Saint Païssy Velitchkovsky: Le Parchemin/ Six Chapitres sur la Prière Mentale (VII)
Pour confirmation (de ce que je viens d’avancer) et pour donner une assurance indubitable à ceux qui auraient encore un doute à ce sujet, comme s’il s’agissait d’une chose inconnue et dont personne n’ait témoigné, il est temps maintenant de montrer quels témoignages sont apportés dans l’Ecriture Sainte, selon les oeuvres des Saints Pères qui ont écrit sur l’illumination de la Grâce.
La Divine prière mentale a sa fondation inébranlable dans les paroles de Notre Seigneur Jésus-Christ : „Mais toi, quand tu pries, entre dans ta chambre et quand tu as fermé ta porte, prie ton Père qui est dans le secret ; et ton Père qui te voit secrètement te récompensera ouvertement” (Mat. 6:6). Ces paroles comme nous l’avons déjà dit dans le premier chapitre, sont interprétées avec l’aide de la sagesse de Dieu par le flambeau du monde, saint Jean Chrysostome, comme faisant allusion à une prière non vocale, secrète, prononcée des profondeurs du coeur, apportant comme témoignage de la Sainte Ecriture, Moïse le théopte, et sainte Anne mère du prophète Samuel, et le Juste Abel et son sang qui criait des profondeurs de la terre – disant que dans leurs prières sans paroles, ils furent entendus par Dieu. Ce Grand Maître de l’Univers, ces lèvres du Christ, je veux dire saint Jean Chrysostome a aussi donné séparément, en trois homélies un enseignement concernant cette Divine prière, comme cela est indiqué dans le témoignage sincère du Bienheureux Archevêque de Thessalonique, dans le chapitre 294 de son livre que toute l’Eglise Catholique Orientale tient en vénération comme un pilier et une confirmation de la vérité.

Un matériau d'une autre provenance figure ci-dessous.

//! Flow definitions and registration

use std::collections::HashSet;
use std::fmt;
use std::sync::Arc;

use tracing::{info, warn};

use super::FlowObject;
use crate::config::EngineConfig;
use crate::engine::{Flow, FlowError, FlowStatus, StageLayout};
use crate::persistence::{Ledger, LedgerStore, StoreError};

/// Business callback invoked when a step is resolved
///
/// Receives the bound object and whether the step was approved. An error
/// aborts the resolution and leaves the ledger as it was.
pub type StepHandler<O> = Arc<dyn Fn(&O, bool) -> anyhow::Result<()> + Send + Sync>;

/// One unit of approval work inside a stage
pub struct Step<O> {
    id: String,
    message: String,
    handler: Option<StepHandler<O>>,
}

impl<O> Step<O> {
    /// Create a step without a handler
    pub fn new(id: impl Into<String>, message: impl Into<String>) -> Self {
        Self {
            id: id.into(),
            message: message.into(),
            handler: None,
        }
    }

    /// Attach the callback run on approve and reject
    pub fn with_handler<F>(mut self, handler: F) -> Self
    where
        F: Fn(&O, bool) -> anyhow::Result<()> + Send + Sync + 'static,
    {
        self.handler = Some(Arc::new(handler));
        self
    }

    pub fn id(&self) -> &str {
        &self.id
    }

    /// Description shown to approvers
    pub fn message(&self) -> &str {
        &self.message
    }

    pub fn handler(&self) -> Option<&StepHandler<O>> {
        self.handler.as_ref()
    }
}

impl<O> Clone for Step<O> {
    fn clone(&self) -> Self {
        Self {
            id: self.id.clone(),
            message: self.message.clone(),
            handler: self.handler.clone(),
        }
    }
}

impl<O> fmt::Debug for Step<O> {
    fn fmt(&self, f: &mut fmt::Formatter<'_>) -> fmt::Result {
        f.debug_struct("Step")
            .field("id", &self.id)
            .field("message", &self.message)
            .field("has_handler", &self.handler.is_some())
            .finish()
    }
}

struct DefinitionInner<O> {
    flow_id: String,
    stages: Vec<Vec<Step<O>>>,
    layout: StageLayout,
    store: Arc<dyn LedgerStore>,
    config: EngineConfig,
}

/// An immutable, named template of ordered stages of approval steps
///
/// Cheap to clone; every clone shares the same stages, store and config.
/// Bind it to an object with [`FlowDefinition::bind`] to get a [`Flow`].
pub struct FlowDefinition<O> {
    inner: Arc<DefinitionInner<O>>,
}

impl<O> Clone for FlowDefinition<O> {
    fn clone(&self) -> Self {
        Self {
            inner: Arc::clone(&self.inner),
        }
    }
}

impl<O> fmt::Debug for FlowDefinition<O> {
    fn fmt(&self, f: &mut fmt::Formatter<'_>) -> fmt::Result {
        f.debug_struct("FlowDefinition")
            .field("flow_id", &self.inner.flow_id)
            .field("stages", &self.inner.layout)
            .field("config", &self.inner.config)
            .finish()
    }
}

/// Validate and build a flow definition with the default [`EngineConfig`]
///
/// Registration never touches the store. It fails when `flow_id` is empty or
/// a step id is empty or declared twice.
///
/// # Example
///
/// ```
/// use std::sync::Arc;
/// use flowgate::{register, InMemoryLedgerStore, Step};
///
/// let cr = register::<String>(
///     "CR",
///     Arc::new(InMemoryLedgerStore::new()),
///     vec![
///         vec![Step::new("step-1", "Engineering")],
///         vec![Step::new("step-2", "Finance"), Step::new("step-3", "Legal")],
///     ],
/// )
/// .unwrap();
///
/// assert_eq!(cr.id(), "CR");
/// assert_eq!(cr.step_ids(), vec!["step-1", "step-2", "step-3"]);
/// ```
pub fn register<O: FlowObject>(
    flow_id: impl Into<String>,
    store: Arc<dyn LedgerStore>,
    stages: Vec<Vec<Step<O>>>,
) -> Result<FlowDefinition<O>, FlowError> {
    register_with_config(flow_id, store, stages, EngineConfig::default())
}

/// Like [`register`], with explicit engine configuration
pub fn register_with_config<O: FlowObject>(
    flow_id: impl Into<String>,
    store: Arc<dyn LedgerStore>,
    stages: Vec<Vec<Step<O>>>,
    config: EngineConfig,
) -> Result<FlowDefinition<O>, FlowError> {
    let flow_id = flow_id.into();
    let invalid = |reason: String| FlowError::InvalidDefinition {
        flow_id: flow_id.clone(),
        reason,
    };

    if flow_id.trim().is_empty() {
        return Err(invalid("flow id must not be empty".into()));
    }

    let mut seen = HashSet::new();
    for step in stages.iter().flatten() {
        if step.id.trim().is_empty() {
            return Err(invalid("step id must not be empty".into()));
        }
        if !seen.insert(step.id.as_str()) {
            return Err(invalid(format!("duplicate step id {:?}", step.id)));
        }
    }

    let layout = StageLayout::new(
        stages
            .iter()
            .map(|stage| stage.iter().map(|s| s.id.clone()).collect())
            .collect(),
    );

    info!(
        %flow_id,
        stages = layout.stage_count(),
        steps = seen.len(),
        reject_policy = %config.reject_policy,
        "Registered flow definition"
    );

    Ok(FlowDefinition {
        inner: Arc::new(DefinitionInner {
            flow_id,
            stages,
            layout,
            store,
            config,
        }),
    })
}

impl<O> FlowDefinition<O> {
    pub fn id(&self) -> &str {
        &self.inner.flow_id
    }

    pub fn stages(&self) -> &[Vec<Step<O>>] {
        &self.inner.stages
    }

    /// Look up a declared step
    pub fn step(&self, step_id: &str) -> Option<&Step<O>> {
        self.inner.stages.iter().flatten().find(|s| s.id == step_id)
    }

    /// Every step id in stage order
    pub fn step_ids(&self) -> Vec<String> {
        self.inner.layout.step_ids()
    }

    pub fn config(&self) -> &EngineConfig {
        &self.inner.config
    }

    pub fn store(&self) -> &Arc<dyn LedgerStore> {
        &self.inner.store
    }

    pub(crate) fn layout(&self) -> &StageLayout {
        &self.inner.layout
    }

    /// Load the ledger of an instance, `None` when it was never started or
    /// has been cleared
    pub(crate) async fn load(&self, object_key: &str) -> Result<Option<Ledger>, FlowError> {
        match self.inner.store.get_steps(&self.inner.flow_id, object_key).await {
            Ok(ledger) => {
                let orphans = self.inner.layout.orphans(&ledger);
                if !orphans.is_empty() {
                    warn!(
                        flow_id = %self.inner.flow_id,
                        %object_key,
                        ?orphans,
                        "Ledger has rows for steps no longer in the definition"
                    );
                }
                Ok(Some(ledger))
            }
            Err(StoreError::NotFound { .. }) => Ok(None),
            Err(e) => Err(FlowError::Store(e)),
        }
    }

    /// Status of an instance without needing the object itself
    pub async fn status(&self, object_key: &str) -> Result<FlowStatus, FlowError> {
        let ledger = self.load(object_key).await?;
        Ok(FlowStatus::describe(self, object_key, None, ledger.as_ref()))
    }

    /// Keys of every started instance, oldest first
    pub async fn started_keys(&self) -> Result<Vec<String>, FlowError> {
        self.inner
            .store
            .list_objects(&self.inner.flow_id)
            .await
            .map_err(FlowError::Store)
    }

    /// Status of every started instance, oldest first
    ///
    /// Instances cleared while the listing runs are skipped.
    pub async fn started(&self) -> Result<Vec<FlowStatus>, FlowError> {
        let mut statuses = Vec::new();
        for key in self.started_keys().await? {
            if let Some(ledger) = self.load(&key).await? {
                statuses.push(FlowStatus::describe(self, &key, None, Some(&ledger)));
            }
        }
        Ok(statuses)
    }
}

impl<O: FlowObject> FlowDefinition<O> {
    /// Bind the definition to a concrete object
    pub fn bind(&self, object: O) -> Flow<O> {
        Flow::new(self.clone(), object)
    }
}
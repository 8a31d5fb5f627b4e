//! Flow definitions and the collaborators they talk to
//!
//! This module contains the host-facing primitives:
//! - [`FlowObject`] for anything a flow can be attached to
//! - [`Step`] and [`FlowDefinition`] describing ordered stages of approvals
//! - [`register`] to validate and build a definition
//! - [`Approver`], the authorization gate consulted on every resolution

mod approver;
mod definition;
mod object;

pub use approver::Approver;
pub use definition::{register, register_with_config, FlowDefinition, Step, StepHandler};
pub use object::FlowObject;
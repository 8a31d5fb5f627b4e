//! In-memory implementation of LedgerStore for testing

use std::collections::HashMap;
use std::sync::atomic::{AtomicBool, AtomicUsize, Ordering};

use async_trait::async_trait;
use chrono::{DateTime, Utc};
use parking_lot::RwLock;

use super::store::*;

/// Internal ledger state
struct LedgerState {
    version: LedgerVersion,
    started_at: DateTime<Utc>,
    steps: Vec<StepStatus>,
}

/// In-memory implementation of LedgerStore
///
/// This is primarily for testing and embedding. It stores all data in memory
/// and provides the same semantics as the PostgreSQL implementation: each
/// operation runs under a single lock, so ledger replacement and
/// compare-and-set updates are atomic.
///
/// # Example
///
/// ```
/// use flowgate::InMemoryLedgerStore;
///
/// let store = InMemoryLedgerStore::new();
/// assert_eq!(store.ledger_count(), 0);
/// ```
pub struct InMemoryLedgerStore {
    ledgers: RwLock<HashMap<(String, String), LedgerState>>,
    unavailable: AtomicBool,
    writes: AtomicUsize,
}

impl InMemoryLedgerStore {
    /// Create a new in-memory store
    pub fn new() -> Self {
        Self {
            ledgers: RwLock::new(HashMap::new()),
            unavailable: AtomicBool::new(false),
            writes: AtomicUsize::new(0),
        }
    }

    /// Get the number of live ledgers
    pub fn ledger_count(&self) -> usize {
        self.ledgers.read().len()
    }

    /// Number of successful `ensure_flow`/`delete_flow`/`update_steps` calls
    pub fn write_count(&self) -> usize {
        self.writes.load(Ordering::SeqCst)
    }

    /// Make every operation fail with `StoreError::Unavailable` (for testing)
    pub fn set_unavailable(&self, unavailable: bool) {
        self.unavailable.store(unavailable, Ordering::SeqCst);
    }

    /// Clear all data (for testing)
    pub fn clear(&self) {
        self.ledgers.write().clear();
    }

    fn check_available(&self) -> Result<(), StoreError> {
        if self.unavailable.load(Ordering::SeqCst) {
            return Err(StoreError::Unavailable("in-memory store marked unavailable".into()));
        }
        Ok(())
    }

    fn key(flow_id: &str, object_key: &str) -> (String, String) {
        (flow_id.to_string(), object_key.to_string())
    }
}

impl Default for InMemoryLedgerStore {
    fn default() -> Self {
        Self::new()
    }
}

#[async_trait]
impl LedgerStore for InMemoryLedgerStore {
    async fn ensure_flow(
        &self,
        flow_id: &str,
        object_key: &str,
        step_ids: &[String],
    ) -> Result<LedgerVersion, StoreError> {
        self.check_available()?;

        let version = LedgerVersion::initial();
        let mut ledgers = self.ledgers.write();
        ledgers.insert(
            Self::key(flow_id, object_key),
            LedgerState {
                version,
                started_at: Utc::now(),
                steps: step_ids.iter().map(StepStatus::pending).collect(),
            },
        );
        self.writes.fetch_add(1, Ordering::SeqCst);
        Ok(version)
    }

    async fn delete_flow(&self, flow_id: &str, object_key: &str) -> Result<(), StoreError> {
        self.check_available()?;

        let mut ledgers = self.ledgers.write();
        ledgers
            .remove(&Self::key(flow_id, object_key))
            .ok_or_else(|| StoreError::not_found(flow_id, object_key))?;
        self.writes.fetch_add(1, Ordering::SeqCst);
        Ok(())
    }

    async fn get_steps(&self, flow_id: &str, object_key: &str) -> Result<Ledger, StoreError> {
        self.check_available()?;

        let ledgers = self.ledgers.read();
        let state = ledgers
            .get(&Self::key(flow_id, object_key))
            .ok_or_else(|| StoreError::not_found(flow_id, object_key))?;

        Ok(Ledger {
            flow_id: flow_id.to_string(),
            object_key: object_key.to_string(),
            version: state.version,
            started_at: state.started_at,
            steps: state.steps.clone(),
        })
    }

    async fn update_steps(
        &self,
        flow_id: &str,
        object_key: &str,
        expected: LedgerVersion,
        updates: Vec<StepStatus>,
    ) -> Result<LedgerVersion, StoreError> {
        self.check_available()?;

        let mut ledgers = self.ledgers.write();
        let state = ledgers
            .get_mut(&Self::key(flow_id, object_key))
            .ok_or_else(|| StoreError::not_found(flow_id, object_key))?;

        if state.version != expected {
            return Err(StoreError::Conflict {
                flow_id: flow_id.to_string(),
                object_key: object_key.to_string(),
                expected,
                actual: state.version,
            });
        }

        for update in updates {
            match state.steps.iter_mut().find(|s| s.step_id == update.step_id) {
                Some(existing) => *existing = update,
                None => state.steps.push(update),
            }
        }
        state.version = state.version.next();
        self.writes.fetch_add(1, Ordering::SeqCst);
        Ok(state.version)
    }

    async fn list_objects(&self, flow_id: &str) -> Result<Vec<String>, StoreError> {
        self.check_available()?;

        let ledgers = self.ledgers.read();
        let mut started: Vec<_> = ledgers
            .iter()
            .filter(|((flow, _), _)| flow == flow_id)
            .map(|((_, object_key), state)| (state.started_at, object_key.clone()))
            .collect();
        started.sort();

        Ok(started.into_iter().map(|(_, key)| key).collect())
    }
}
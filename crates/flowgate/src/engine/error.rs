//! Engine error type

use thiserror::Error;

use crate::persistence::StoreError;

/// Errors surfaced by flow registration and instance operations
///
/// Every variant carries enough context (flow id, object key, step id) to
/// retry or report the failure.
#[derive(Debug, Error)]
pub enum FlowError {
    /// Bad flow definition at registration
    #[error("invalid flow definition {flow_id:?}: {reason}")]
    InvalidDefinition { flow_id: String, reason: String },

    /// Approve/reject on an instance without a ledger
    #[error("flow {flow_id} has not been started for object {object_key}")]
    NotStarted { flow_id: String, object_key: String },

    #[error("flow {flow_id} has no step {step_id} (object {object_key})")]
    UnknownStep {
        flow_id: String,
        object_key: String,
        step_id: String,
    },

    /// The step is outside the current stage or already approved
    #[error("step {step_id} of flow {flow_id} is not actionable for object {object_key}")]
    StepNotActionable {
        flow_id: String,
        object_key: String,
        step_id: String,
    },

    #[error("{approver} may not handle step {step_id} of flow {flow_id} for object {object_key}")]
    Forbidden {
        flow_id: String,
        object_key: String,
        step_id: String,
        approver: String,
    },

    /// A concurrent resolution won the race
    #[error("conflict on step {step_id} of flow {flow_id} for object {object_key}: {detail}")]
    Conflict {
        flow_id: String,
        object_key: String,
        step_id: String,
        detail: String,
    },

    /// The step handler returned an error; nothing was recorded
    #[error("handler for step {step_id} of flow {flow_id} failed for object {object_key}: {source}")]
    CallbackFailed {
        flow_id: String,
        object_key: String,
        step_id: String,
        #[source]
        source: anyhow::Error,
    },

    #[error("store error: {0}")]
    Store(#[from] StoreError),
}

impl FlowError {
    /// Map a store error raised while resolving a step
    ///
    /// `NotFound` means the instance was cleared underneath us, `Conflict`
    /// means another writer got there first.
    pub(crate) fn from_resolution(
        err: StoreError,
        flow_id: &str,
        object_key: &str,
        step_id: &str,
    ) -> Self {
        match err {
            StoreError::NotFound { .. } => Self::NotStarted {
                flow_id: flow_id.to_string(),
                object_key: object_key.to_string(),
            },
            StoreError::Conflict { expected, actual, .. } => Self::Conflict {
                flow_id: flow_id.to_string(),
                object_key: object_key.to_string(),
                step_id: step_id.to_string(),
                detail: format!("ledger moved from {expected} to {actual}"),
            },
            other => Self::Store(other),
        }
    }

    /// Whether retrying the same call later may succeed
    pub fn is_retryable(&self) -> bool {
        matches!(
            self,
            Self::Conflict { .. } | Self::Store(StoreError::Unavailable(_))
        )
    }
}
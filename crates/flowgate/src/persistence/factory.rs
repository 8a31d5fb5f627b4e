//! Store selection from configuration

use std::sync::Arc;

use sqlx::postgres::PgPoolOptions;
use tracing::{error, info};

use super::memory::InMemoryLedgerStore;
use super::postgres::PostgresLedgerStore;
use super::store::{LedgerStore, StoreError};
use crate::config::StoreConfig;

/// Build the ledger store described by `config`
///
/// With a `database_url` this opens a Postgres pool and applies the ledger
/// migrations; without one it falls back to an [`InMemoryLedgerStore`].
pub async fn connect_store(config: &StoreConfig) -> Result<Arc<dyn LedgerStore>, StoreError> {
    let Some(url) = config.database_url.as_deref() else {
        info!("No DATABASE_URL configured, using in-memory ledger store");
        return Ok(Arc::new(InMemoryLedgerStore::new()));
    };

    let pool = PgPoolOptions::new()
        .max_connections(config.max_connections)
        .connect(url)
        .await
        .map_err(|e| {
            error!("Failed to connect to ledger database: {}", e);
            StoreError::Unavailable(e.to_string())
        })?;

    let store = PostgresLedgerStore::new(pool);
    store.migrate().await?;

    info!(
        max_connections = config.max_connections,
        "Connected PostgreSQL ledger store"
    );
    Ok(Arc::new(store))
}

Le pilier et les lèvres de feu du Saint Esprit, l’œil de l’Eglise, Basile le Grand, en expliquant le passage de la Sainte Ecriture : „Je bénirai le Seigneur en tous temps, Sa Louange sera toujours sur mes lèvres” (Ps 33: 1) nous enseigne d’une manière excellente ce que sont les lèvres spirituelles et les activités de l’intellect, c’est-à-dire de la prière mentale, apportant pour ce fait des témoignages de l’Ecriture Sainte, et je présente ici et maintenant ses propres paroles, remplies de Sagesse Divine : „Sa louange sera toujours sur mes lèvres. Il semble que le Prophète parle de quelque chose d’impossible: comment la louange de Dieu peut-elle être toujours sur les lèvres humaines ? Quand un homme parle au cours de conversations terrestres ordinaires, il n’a pas sur les lèvres la louange de Dieu ; quand il dort, il est totalement silencieux; et aussi quand il mange et boit, comment ses lèvres peuvent-elle prononcer une louange ? A ceci nous répondons qu’il existe certaines lèvres spirituelles de l’homme intérieur par lesquelles il est nourri, participant à la vie du Verbe, qui est „le pain qui descend du ciel” (Jean 6 : 33). C’est précisément de ces lèvres que parla le prophète: „J’ouvris mes lèvres et j’invoquai l’Esprit” (Ps. 118. 131). C’est à cela que le Seigneur nous éveille, afin que nous tenions ces lèvres ouvertes assez grandement pour recevoir la nourriture véritable, quand Il dit : „Ouvre tes lèvres et je les emplirai”, (Ps. 80 : 11). De là, la pensée de Dieu une fois gravée sur ces lèvres et confirmée par l’entendement de l’âme, peut être appelée la louange de Dieu qui est toujours dans l’âme. Et selon la parole de l’Apôtres quelqu’un qui est vigilant peut tout faire pour la gloire de Dieu, de telle sorte que toute action et toute parole et toute activité de l’intellect est assimilée par sa signification à la louange. Que l’homme vertueux mange ou boive et quoi qu’il fasse, il le fait entièrement pour la gloire de Dieu (1 Cor. 10 : 31). Ainsi même quand il dort, son coeur reste vigilant.” Ainsi parle saint Basile. Et dans ses paroles, il est clair qu’à côté des lèvres du corps, il y a aussi les lèvres de l’intellect, et il y a un travail et une louange mentales incessantes dans l’homme intérieur.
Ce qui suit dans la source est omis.